--- Data extracts ---

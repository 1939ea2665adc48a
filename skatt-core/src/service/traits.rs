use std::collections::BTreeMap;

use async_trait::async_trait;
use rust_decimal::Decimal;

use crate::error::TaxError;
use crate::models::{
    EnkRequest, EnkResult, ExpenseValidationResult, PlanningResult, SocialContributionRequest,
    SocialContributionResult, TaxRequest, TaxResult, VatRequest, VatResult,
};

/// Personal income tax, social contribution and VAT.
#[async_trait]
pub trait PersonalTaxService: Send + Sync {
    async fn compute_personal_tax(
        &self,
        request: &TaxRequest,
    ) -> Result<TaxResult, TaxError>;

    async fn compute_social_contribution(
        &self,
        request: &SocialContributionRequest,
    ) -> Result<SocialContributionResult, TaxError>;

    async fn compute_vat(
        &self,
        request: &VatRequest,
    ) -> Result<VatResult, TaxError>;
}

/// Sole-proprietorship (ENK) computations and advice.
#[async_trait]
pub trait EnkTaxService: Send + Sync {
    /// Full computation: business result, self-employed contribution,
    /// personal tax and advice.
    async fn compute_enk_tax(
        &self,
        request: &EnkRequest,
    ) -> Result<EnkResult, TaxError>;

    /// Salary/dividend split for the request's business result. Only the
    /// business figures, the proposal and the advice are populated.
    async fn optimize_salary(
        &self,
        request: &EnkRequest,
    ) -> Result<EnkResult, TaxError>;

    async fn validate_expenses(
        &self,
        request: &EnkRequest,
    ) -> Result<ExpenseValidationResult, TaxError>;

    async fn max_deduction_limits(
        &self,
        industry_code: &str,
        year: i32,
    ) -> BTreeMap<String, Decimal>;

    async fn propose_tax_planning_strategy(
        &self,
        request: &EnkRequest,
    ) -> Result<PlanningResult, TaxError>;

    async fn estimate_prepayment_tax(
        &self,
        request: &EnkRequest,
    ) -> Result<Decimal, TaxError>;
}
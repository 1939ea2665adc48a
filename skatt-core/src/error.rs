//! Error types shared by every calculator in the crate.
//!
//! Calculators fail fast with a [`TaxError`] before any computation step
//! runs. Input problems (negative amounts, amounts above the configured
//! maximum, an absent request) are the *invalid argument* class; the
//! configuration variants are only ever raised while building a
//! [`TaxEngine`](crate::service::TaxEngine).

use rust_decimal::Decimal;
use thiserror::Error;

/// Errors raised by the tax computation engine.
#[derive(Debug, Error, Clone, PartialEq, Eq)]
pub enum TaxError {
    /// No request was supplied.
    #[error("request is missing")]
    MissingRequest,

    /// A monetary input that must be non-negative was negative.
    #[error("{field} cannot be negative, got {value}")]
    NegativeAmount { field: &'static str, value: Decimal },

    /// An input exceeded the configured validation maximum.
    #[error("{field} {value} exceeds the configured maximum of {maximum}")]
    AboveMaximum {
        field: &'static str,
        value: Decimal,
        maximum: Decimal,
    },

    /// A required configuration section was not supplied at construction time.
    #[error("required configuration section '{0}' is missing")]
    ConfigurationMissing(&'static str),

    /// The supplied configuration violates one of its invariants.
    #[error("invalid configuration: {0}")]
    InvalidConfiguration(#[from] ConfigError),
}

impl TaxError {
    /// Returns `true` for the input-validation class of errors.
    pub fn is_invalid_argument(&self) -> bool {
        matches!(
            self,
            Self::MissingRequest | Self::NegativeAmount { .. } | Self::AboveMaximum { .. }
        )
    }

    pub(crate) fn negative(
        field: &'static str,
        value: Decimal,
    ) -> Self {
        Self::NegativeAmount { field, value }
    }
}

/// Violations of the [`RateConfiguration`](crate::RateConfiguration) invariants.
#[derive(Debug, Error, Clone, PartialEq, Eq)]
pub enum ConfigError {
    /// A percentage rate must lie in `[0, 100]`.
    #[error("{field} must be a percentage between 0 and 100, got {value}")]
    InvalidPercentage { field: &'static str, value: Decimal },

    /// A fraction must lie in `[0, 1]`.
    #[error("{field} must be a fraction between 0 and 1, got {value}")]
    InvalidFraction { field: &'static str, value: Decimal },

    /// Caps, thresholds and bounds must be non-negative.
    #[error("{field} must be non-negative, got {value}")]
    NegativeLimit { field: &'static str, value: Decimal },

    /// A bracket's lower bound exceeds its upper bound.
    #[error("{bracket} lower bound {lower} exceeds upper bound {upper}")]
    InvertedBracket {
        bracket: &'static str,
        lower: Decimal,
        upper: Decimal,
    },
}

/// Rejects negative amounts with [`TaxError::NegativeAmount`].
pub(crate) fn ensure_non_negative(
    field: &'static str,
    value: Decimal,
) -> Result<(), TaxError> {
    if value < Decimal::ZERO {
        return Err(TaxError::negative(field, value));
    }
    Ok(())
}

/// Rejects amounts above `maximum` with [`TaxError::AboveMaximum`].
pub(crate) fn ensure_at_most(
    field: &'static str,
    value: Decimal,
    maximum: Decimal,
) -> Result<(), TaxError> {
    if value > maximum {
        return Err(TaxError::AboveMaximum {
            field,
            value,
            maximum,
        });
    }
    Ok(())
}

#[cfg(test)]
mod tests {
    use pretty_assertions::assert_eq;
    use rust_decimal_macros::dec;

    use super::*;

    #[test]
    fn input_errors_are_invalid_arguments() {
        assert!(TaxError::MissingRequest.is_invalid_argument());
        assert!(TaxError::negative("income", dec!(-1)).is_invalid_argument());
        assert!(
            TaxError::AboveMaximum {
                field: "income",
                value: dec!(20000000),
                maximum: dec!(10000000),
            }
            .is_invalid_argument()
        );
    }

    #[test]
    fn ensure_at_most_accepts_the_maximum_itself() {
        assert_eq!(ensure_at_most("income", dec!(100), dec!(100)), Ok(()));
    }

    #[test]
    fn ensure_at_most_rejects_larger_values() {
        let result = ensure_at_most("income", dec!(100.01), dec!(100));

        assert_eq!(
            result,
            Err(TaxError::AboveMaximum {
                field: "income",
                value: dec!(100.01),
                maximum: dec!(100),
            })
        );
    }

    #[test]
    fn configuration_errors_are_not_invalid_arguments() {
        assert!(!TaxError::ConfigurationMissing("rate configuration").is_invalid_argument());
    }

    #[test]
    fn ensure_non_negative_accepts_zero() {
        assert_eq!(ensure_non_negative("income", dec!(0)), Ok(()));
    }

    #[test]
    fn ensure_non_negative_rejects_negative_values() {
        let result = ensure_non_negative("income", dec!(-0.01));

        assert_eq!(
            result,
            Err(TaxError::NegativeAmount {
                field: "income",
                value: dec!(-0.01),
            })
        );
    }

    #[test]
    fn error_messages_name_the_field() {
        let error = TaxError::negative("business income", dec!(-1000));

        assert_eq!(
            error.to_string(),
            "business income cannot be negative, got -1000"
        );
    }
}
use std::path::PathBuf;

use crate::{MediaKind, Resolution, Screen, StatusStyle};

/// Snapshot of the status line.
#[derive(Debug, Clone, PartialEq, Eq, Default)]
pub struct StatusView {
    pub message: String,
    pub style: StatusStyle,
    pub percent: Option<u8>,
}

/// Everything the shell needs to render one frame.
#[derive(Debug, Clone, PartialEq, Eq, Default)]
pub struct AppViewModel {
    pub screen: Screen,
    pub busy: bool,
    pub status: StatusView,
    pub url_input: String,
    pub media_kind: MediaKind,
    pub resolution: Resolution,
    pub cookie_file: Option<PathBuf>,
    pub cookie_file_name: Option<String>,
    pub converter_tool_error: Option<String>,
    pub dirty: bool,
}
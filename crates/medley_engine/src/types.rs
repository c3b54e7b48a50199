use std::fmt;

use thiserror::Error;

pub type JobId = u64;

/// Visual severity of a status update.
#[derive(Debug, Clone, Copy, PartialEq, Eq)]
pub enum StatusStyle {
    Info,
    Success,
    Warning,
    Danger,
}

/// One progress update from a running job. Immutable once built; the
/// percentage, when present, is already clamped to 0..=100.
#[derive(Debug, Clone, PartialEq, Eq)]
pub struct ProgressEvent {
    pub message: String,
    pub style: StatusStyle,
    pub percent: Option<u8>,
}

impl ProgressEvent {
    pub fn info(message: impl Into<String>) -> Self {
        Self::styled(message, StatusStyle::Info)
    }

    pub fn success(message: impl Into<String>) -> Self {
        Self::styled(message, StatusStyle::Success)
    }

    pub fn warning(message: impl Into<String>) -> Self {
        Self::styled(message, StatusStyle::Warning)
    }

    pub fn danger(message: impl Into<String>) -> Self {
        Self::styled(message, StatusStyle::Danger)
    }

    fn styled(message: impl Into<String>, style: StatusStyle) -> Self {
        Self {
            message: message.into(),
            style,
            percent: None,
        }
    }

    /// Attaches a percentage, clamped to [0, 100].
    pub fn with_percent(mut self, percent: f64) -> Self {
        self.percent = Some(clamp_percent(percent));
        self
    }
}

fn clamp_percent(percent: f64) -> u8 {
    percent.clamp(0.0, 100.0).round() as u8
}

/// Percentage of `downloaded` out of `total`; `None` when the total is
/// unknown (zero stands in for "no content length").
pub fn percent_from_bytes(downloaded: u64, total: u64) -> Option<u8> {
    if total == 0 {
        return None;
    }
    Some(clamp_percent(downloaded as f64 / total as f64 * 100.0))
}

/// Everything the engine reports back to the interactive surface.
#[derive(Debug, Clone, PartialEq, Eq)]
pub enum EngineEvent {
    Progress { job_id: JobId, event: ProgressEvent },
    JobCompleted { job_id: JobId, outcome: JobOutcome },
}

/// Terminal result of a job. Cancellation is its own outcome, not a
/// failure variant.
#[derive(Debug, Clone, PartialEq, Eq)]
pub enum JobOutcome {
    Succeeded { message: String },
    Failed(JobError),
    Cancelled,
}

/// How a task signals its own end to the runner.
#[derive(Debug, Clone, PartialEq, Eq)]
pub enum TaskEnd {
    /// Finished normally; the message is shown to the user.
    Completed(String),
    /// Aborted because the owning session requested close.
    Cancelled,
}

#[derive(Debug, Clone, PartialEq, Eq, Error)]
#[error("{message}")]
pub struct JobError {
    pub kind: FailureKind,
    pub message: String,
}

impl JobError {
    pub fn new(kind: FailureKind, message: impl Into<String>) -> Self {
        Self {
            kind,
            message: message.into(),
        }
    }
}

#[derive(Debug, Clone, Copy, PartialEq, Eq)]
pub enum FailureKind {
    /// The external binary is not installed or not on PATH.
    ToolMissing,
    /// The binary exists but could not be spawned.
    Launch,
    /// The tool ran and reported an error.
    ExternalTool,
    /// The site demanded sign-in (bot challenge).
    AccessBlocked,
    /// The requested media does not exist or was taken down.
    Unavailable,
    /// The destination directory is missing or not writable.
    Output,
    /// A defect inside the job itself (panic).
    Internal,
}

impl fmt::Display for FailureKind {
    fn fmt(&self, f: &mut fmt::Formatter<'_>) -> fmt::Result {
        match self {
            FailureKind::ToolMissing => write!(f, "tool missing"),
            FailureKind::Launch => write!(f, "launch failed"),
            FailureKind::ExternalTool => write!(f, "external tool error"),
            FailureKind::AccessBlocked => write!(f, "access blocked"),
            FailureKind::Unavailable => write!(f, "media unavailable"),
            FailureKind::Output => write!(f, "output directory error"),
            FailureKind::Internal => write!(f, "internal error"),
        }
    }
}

---
--- Data extracts ---

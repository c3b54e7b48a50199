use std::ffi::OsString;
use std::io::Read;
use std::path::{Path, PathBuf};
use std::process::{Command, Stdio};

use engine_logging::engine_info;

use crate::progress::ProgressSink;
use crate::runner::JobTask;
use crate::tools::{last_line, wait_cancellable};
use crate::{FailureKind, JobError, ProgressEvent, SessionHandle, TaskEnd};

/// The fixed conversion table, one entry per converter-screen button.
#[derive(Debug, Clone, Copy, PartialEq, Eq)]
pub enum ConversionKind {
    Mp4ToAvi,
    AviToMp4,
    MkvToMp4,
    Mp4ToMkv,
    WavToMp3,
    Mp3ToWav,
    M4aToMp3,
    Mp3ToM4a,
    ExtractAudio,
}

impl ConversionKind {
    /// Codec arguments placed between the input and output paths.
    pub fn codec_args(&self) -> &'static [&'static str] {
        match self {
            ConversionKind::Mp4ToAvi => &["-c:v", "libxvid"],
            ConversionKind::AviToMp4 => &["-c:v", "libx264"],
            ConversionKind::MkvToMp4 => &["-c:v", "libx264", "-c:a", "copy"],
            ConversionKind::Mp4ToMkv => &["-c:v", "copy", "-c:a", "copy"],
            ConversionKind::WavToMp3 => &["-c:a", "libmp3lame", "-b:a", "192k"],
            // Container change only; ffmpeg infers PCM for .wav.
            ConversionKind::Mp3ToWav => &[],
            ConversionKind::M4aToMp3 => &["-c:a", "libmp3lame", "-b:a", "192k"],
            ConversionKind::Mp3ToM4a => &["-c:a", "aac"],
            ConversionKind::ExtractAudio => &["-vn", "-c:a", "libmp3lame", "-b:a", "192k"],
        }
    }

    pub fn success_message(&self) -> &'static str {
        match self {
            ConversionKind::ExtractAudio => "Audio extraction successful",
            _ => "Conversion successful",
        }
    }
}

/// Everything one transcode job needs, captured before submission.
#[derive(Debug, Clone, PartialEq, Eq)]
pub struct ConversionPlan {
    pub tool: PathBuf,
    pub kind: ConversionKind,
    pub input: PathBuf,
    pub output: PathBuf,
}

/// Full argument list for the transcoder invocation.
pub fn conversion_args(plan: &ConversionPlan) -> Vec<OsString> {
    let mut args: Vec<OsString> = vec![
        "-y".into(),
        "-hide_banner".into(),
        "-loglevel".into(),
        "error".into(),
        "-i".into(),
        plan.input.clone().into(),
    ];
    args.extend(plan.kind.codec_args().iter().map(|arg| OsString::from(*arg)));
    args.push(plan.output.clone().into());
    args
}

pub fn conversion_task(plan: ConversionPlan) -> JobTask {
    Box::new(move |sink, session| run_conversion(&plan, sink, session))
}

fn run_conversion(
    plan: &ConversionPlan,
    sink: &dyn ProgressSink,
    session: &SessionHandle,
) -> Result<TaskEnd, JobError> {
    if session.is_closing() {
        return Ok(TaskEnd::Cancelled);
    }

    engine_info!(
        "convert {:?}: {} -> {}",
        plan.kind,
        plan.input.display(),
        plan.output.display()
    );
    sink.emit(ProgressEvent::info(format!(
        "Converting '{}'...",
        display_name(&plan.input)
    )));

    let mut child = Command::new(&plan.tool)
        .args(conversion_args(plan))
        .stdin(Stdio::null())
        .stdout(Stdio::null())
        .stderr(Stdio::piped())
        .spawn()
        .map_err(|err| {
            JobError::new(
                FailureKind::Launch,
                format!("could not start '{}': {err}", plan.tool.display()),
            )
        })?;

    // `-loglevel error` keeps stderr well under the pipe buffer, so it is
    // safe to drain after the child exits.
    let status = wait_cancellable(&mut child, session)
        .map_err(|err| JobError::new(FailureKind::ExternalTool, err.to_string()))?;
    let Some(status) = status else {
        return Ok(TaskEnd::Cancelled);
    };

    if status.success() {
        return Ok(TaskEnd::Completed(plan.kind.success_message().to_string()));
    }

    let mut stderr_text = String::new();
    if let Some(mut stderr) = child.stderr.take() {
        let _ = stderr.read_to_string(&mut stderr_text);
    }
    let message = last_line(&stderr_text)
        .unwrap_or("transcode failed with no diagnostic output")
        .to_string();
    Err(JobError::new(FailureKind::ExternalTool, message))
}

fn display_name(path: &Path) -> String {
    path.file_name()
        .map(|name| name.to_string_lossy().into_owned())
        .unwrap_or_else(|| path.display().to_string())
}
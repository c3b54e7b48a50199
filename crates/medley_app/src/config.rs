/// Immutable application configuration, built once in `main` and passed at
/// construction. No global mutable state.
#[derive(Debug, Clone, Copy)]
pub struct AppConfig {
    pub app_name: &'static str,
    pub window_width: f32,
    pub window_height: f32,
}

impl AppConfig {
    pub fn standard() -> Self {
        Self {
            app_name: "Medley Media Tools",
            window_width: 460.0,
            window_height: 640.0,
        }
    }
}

---

Task directions:
All that is wanted is a faithful reproduction of the line above with "the status line.", the line with "Self::styled(message, StatusStyle::Danger)", and every line in between.

Task response:
/// Snapshot of the status line.
#[derive(Debug, Clone, PartialEq, Eq, Default)]
pub struct StatusView {
    pub message: String,
    pub style: StatusStyle,
    pub percent: Option<u8>,
}

/// Everything the shell needs to render one frame.
#[derive(Debug, Clone, PartialEq, Eq, Default)]
pub struct AppViewModel {
    pub screen: Screen,
    pub busy: bool,
    pub status: StatusView,
    pub url_input: String,
    pub media_kind: MediaKind,
    pub resolution: Resolution,
    pub cookie_file: Option<PathBuf>,
    pub cookie_file_name: Option<String>,
    pub converter_tool_error: Option<String>,
    pub dirty: bool,
}
filename crates/medley_engine/src/types.rs
repository c3b54e7b48a50199
use std::fmt;

use thiserror::Error;

pub type JobId = u64;

/// Visual severity of a status update.
#[derive(Debug, Clone, Copy, PartialEq, Eq)]
pub enum StatusStyle {
    Info,
    Success,
    Warning,
    Danger,
}

/// One progress update from a running job. Immutable once built; the
/// percentage, when present, is already clamped to 0..=100.
#[derive(Debug, Clone, PartialEq, Eq)]
pub struct ProgressEvent {
    pub message: String,
    pub style: StatusStyle,
    pub percent: Option<u8>,
}

impl ProgressEvent {
    pub fn info(message: impl Into<String>) -> Self {
        Self::styled(message, StatusStyle::Info)
    }

    pub fn success(message: impl Into<String>) -> Self {
        Self::styled(message, StatusStyle::Success)
    }

    pub fn warning(message: impl Into<String>) -> Self {
        Self::styled(message, StatusStyle::Warning)
    }

    pub fn danger(message: impl Into<String>) -> Self {
        Self::styled(message, StatusStyle::Danger)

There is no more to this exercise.